Jerry Bubrick, PhD, the director of the Child Mind Institute’s intensive OCD program

When earlier treatment hasn’t worked

Intensive treatment is particularly helpful for children who’ve made little or no progress with their anxiety or OCD, even though they may have seen several different mental health professionals and received some form of CBT.

One reason treatment fails, according to Dr. Bubrick, is that they sometimes get a watered-down version of CBT. In graduate school, a psychologist may study many treatment techniques — psychodynamic, CBT, gestalt — and then use a combination in their practice that incorporates some CBT but doesn’t follow through enough to be effective, he argues.
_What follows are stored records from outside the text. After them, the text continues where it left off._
//! Stream constructors (spec §3, §4.8).

use serde::{Deserialize, Serialize};

use crate::ast::invocation::InputParam;
use crate::ast::table::Table;
use crate::ast::value::Value;
use crate::ast::BooleanExpression;
use crate::error::Span;
use crate::schema::Schema;

#[derive(Debug, Clone, Serialize, Deserialize)]
pub enum Stream {
    Timer {
        base: Value,
        interval: Value,
        #[serde(skip)]
        schema: Option<Schema>,
    },
    AtTimer {
        time: Vec<Value>,
        #[serde(skip)]
        schema: Option<Schema>,
    },
    VarRef {
        name: String,
        span: Option<Span>,
        #[serde(skip)]
        schema: Option<Schema>,
    },
    Monitor {
        table: Box<Table>,
        args: Option<Vec<String>>,
        #[serde(skip)]
        schema: Option<Schema>,
    },
    EdgeFilter {
        stream: Box<Stream>,
        filter: BooleanExpression,
        #[serde(skip)]
        schema: Option<Schema>,
    },
    EdgeNew {
        stream: Box<Stream>,
        #[serde(skip)]
        schema: Option<Schema>,
    },
    Filter {
        stream: Box<Stream>,
        filter: BooleanExpression,
        #[serde(skip)]
        schema: Option<Schema>,
    },
    Projection {
        stream: Box<Stream>,
        args: Vec<String>,
        #[serde(skip)]
        schema: Option<Schema>,
    },
    Alias {
        stream: Box<Stream>,
        name: String,
        #[serde(skip)]
        schema: Option<Schema>,
    },
    Join {
        stream: Box<Stream>,
        table: Box<Table>,
        in_params: Vec<InputParam>,
        #[serde(skip)]
        schema: Option<Schema>,
    },
}

impl Stream {
    pub fn schema(&self) -> Option<&Schema> {
        match self {
            Stream::Timer { schema, .. }
            | Stream::AtTimer { schema, .. }
            | Stream::VarRef { schema, .. }
            | Stream::Monitor { schema, .. }
            | Stream::EdgeFilter { schema, .. }
            | Stream::EdgeNew { schema, .. }
            | Stream::Filter { schema, .. }
            | Stream::Projection { schema, .. }
            | Stream::Alias { schema, .. }
            | Stream::Join { schema, .. } => schema.as_ref(),
        }
    }

    pub fn set_schema(&mut self, new_schema: Schema) {
        let slot = match self {
            Stream::Timer { schema, .. }
            | Stream::AtTimer { schema, .. }
            | Stream::VarRef { schema, .. }
            | Stream::Monitor { schema, .. }
            | Stream::EdgeFilter { schema, .. }
            | Stream::EdgeNew { schema, .. }
            | Stream::Filter { schema, .. }
            | Stream::Projection { schema, .. }
            | Stream::Alias { schema, .. }
            | Stream::Join { schema, .. } => schema,
        };
        *slot = Some(new_schema);
    }
}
Another obstacle can be that a clinician has CBT training, but no experience with its application to a particular condition. “Having a specialty in CBT for eating disorders or insomnia doesn’t automatically make someone an expert in OCD,” notes Dr. Bubrick.

Another common problem is that a clinician may focus on one particular trigger for anxiety and miss others. For example, take a child who’s afraid of contamination and avoids touching the floor, which he fears might make him sick. The child might successfully do exposures that involve touching the floor and picking up things from the floor, but the anxiety about getting sick could remain. “This kid will show some improvement but will still have a fair amount of powerlessness about thoughts and will get caught up in those symptoms again,” Dr. Bubrick says.

Finally, families aren’t always included in the treatment. A “drop your kid off, pick your kid up” mentality isn’t going to be as successful, Dr. Bubrick adds, as when parents are involved as “cotherapists.”

The parents’ role

Research shows that reducing family accommodation of the OCD —the role parents play in helping children isolate themselves from their anxiety — makes treatment more effective. Parents often try, understandably, to make the home and family life “safe” for a child by giving them repeated reassurance and banishing things that trigger anxiety. They’re trying to protect the child, but reinforcing the child’s unhealthy coping strategies actually feeds the anxiety.

This response also leads some parents to worry that exposure therapy is too difficult for children. “It would be understandable for someone to hear about exposures and think, ‘There’s no way my child could handle that,’” Dr. Bubrick says. However, he continues, “it’s really about slowly and systematically facing the things that prompt anxiety and learning how to overcome those things so they are not to be feared or avoided. Anxiety really does diminish.”

And knowing how it works and being involved can help the whole family that has been feeling helpless at the hands of their child’s OCD or anxiety. Learning how to help their kids push back against their fears empowers parents, too.

As Dr. Bubrick observes, “Parents usually leave here not only grateful but much more knowledgeable about how to be advocates for their kids instead of victims of the anxiety.”

This article was last reviewed or updated on October 30, 2023.